**WHAT YOU SHOULD DO:** Every entry that follows needs to be repeated exactly.

*****

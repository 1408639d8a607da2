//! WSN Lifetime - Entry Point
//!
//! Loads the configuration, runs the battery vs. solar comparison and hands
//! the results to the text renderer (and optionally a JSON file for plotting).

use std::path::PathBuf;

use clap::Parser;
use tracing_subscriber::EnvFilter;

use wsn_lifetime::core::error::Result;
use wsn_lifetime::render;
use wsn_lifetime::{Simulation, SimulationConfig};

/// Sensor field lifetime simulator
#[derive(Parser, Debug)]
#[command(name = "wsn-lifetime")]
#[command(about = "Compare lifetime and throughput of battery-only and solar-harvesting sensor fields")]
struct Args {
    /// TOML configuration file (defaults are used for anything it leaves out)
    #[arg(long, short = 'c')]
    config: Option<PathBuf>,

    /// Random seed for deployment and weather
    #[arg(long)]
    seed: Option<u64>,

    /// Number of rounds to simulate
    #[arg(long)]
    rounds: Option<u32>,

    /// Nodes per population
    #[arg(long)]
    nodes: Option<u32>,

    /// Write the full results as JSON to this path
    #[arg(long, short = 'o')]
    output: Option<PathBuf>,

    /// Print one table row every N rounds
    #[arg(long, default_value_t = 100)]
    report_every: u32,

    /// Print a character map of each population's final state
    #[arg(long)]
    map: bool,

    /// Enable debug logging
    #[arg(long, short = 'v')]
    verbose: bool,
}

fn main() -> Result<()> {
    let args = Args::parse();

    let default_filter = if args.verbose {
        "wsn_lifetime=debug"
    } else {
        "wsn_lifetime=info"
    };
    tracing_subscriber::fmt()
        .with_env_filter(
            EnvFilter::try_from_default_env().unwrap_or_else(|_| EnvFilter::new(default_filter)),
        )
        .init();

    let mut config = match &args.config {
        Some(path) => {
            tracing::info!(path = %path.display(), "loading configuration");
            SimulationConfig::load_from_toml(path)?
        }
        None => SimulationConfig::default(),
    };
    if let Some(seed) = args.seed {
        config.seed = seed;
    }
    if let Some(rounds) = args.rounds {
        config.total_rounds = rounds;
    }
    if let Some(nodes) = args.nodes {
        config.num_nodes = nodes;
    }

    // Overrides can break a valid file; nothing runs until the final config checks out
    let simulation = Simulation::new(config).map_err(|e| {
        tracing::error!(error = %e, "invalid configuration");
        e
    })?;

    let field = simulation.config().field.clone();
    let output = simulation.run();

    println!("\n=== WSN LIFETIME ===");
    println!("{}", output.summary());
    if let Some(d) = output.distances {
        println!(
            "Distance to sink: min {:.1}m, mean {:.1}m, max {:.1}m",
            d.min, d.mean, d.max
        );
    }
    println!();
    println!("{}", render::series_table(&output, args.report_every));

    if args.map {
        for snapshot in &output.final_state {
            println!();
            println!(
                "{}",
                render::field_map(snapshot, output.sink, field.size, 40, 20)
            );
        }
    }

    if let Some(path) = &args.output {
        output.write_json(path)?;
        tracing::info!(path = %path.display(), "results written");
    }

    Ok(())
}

*****

**REPLY:**
repository 1408639d8a607da2
//! WSN Lifetime - Entry Point
//!
//! Loads the configuration, runs the battery vs. solar comparison and hands
//! the results to the text renderer (and optionally a JSON file for plotting).

use std::path::PathBuf;

use clap::Parser;
use tracing_subscriber::EnvFilter;

use wsn_lifetime::core::error::Result;
use wsn_lifetime::render;
use wsn_lifetime::{Simulation, SimulationConfig};

/// Sensor field lifetime simulator
#[derive(Parser, Debug)]
#[command(name = "wsn-lifetime")]
#[command(about = "Compare lifetime and throughput of battery-only and solar-harvesting sensor fields")]
struct Args {
    /// TOML configuration file (defaults are used for anything it leaves out)
    #[arg(long, short = 'c')]
    config: Option<PathBuf>,

    /// Random seed for deployment and weather
    #[arg(long)]
    seed: Option<u64>,

    /// Number of rounds to simulate
    #[arg(long)]
    rounds: Option<u32>,

    /// Nodes per population
    #[arg(long)]
    nodes: Option<u32>,

    /// Write the full results as JSON to this path
    #[arg(long, short = 'o')]
    output: Option<PathBuf>,

    /// Print one table row every N rounds
    #[arg(long, default_value_t = 100)]
    report_every: u32,

    /// Print a character map of each population's final state
    #[arg(long)]
    map: bool,

    /// Enable debug logging
    #[arg(long, short = 'v')]
    verbose: bool,
}

fn main() -> Result<()> {
    let args = Args::parse();

    let default_filter = if args.verbose {
        "wsn_lifetime=debug"
    } else {
        "wsn_lifetime=info"
    };
    tracing_subscriber::fmt()
        .with_env_filter(
            EnvFilter::try_from_default_env().unwrap_or_else(|_| EnvFilter::new(default_filter)),
        )
        .init();

    let mut config = match &args.config {
        Some(path) => {
            tracing::info!(path = %path.display(), "loading configuration");
            SimulationConfig::load_from_toml(path)?
        }
        None => SimulationConfig::default(),
    };
    if let Some(seed) = args.seed {
        config.seed = seed;
    }
    if let Some(rounds) = args.rounds {
        config.total_rounds = rounds;
    }
    if let Some(nodes) = args.nodes {
        config.num_nodes = nodes;
    }

    // Overrides can break a valid file; nothing runs until the final config checks out
    let simulation = Simulation::new(config).map_err(|e| {
        tracing::error!(error = %e, "invalid configuration");
        e
    })?;

    let field = simulation.config().field.clone();
    let output = simulation.run();

    println!("\n=== WSN LIFETIME ===");
    println!("{}", output.summary());
    if let Some(d) = output.distances {
        println!(
            "Distance to sink: min {:.1}m, mean {:.1}m, max {:.1}m",
            d.min, d.mean, d.max
        );
    }
    println!();
    println!("{}", render::series_table(&output, args.report_every));

    if args.map {
        for snapshot in &output.final_state {
            println!();
            println!(
                "{}",
                render::field_map(snapshot, output.sink, field.size, 40, 20)
            );
        }
    }

    if let Some(path) = &args.output {
        output.write_json(path)?;
        tracing::info!(path = %path.display(), "results written");
    }

    Ok(())
}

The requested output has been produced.